REQUIRED WORK
The answer must be every line from the listing that holds the string "LazyHash".

PROVIDED MATERIAL below:

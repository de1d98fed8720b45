//! Global shared Typst standard library.
//!
//! Built once on first access and wrapped in `LazyHash` so comemo can cache
//! across compiles. Every `SourceWorld` hands out the same instance.

use std::sync::LazyLock;

use typst::utils::LazyHash;
use typst::{Library, LibraryExt};

pub static GLOBAL_LIBRARY: LazyLock<LazyHash<Library>> =
    LazyLock::new(|| LazyHash::new(Library::builder().build()));

#[cfg(test)]
mod tests {
    use super::*;

    #[test]
    fn test_library_has_global_scope() {
        let scope = GLOBAL_LIBRARY.global.scope();
        assert!(scope.get("text").is_some(), "Should have text function");
        assert!(scope.get("page").is_some(), "Should have page function");
    }

    #[test]
    fn test_library_is_shared() {
        assert!(std::ptr::eq(&*GLOBAL_LIBRARY, &*GLOBAL_LIBRARY));
    }
}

End of PROVIDED MATERIAL.

EXPECTED ANSWER
//! Built once on first access and wrapped in `LazyHash` so comemo can cache
use typst::utils::LazyHash;
pub static GLOBAL_LIBRARY: LazyLock<LazyHash<Library>> =
    LazyLock::new(|| LazyHash::new(Library::builder().build()));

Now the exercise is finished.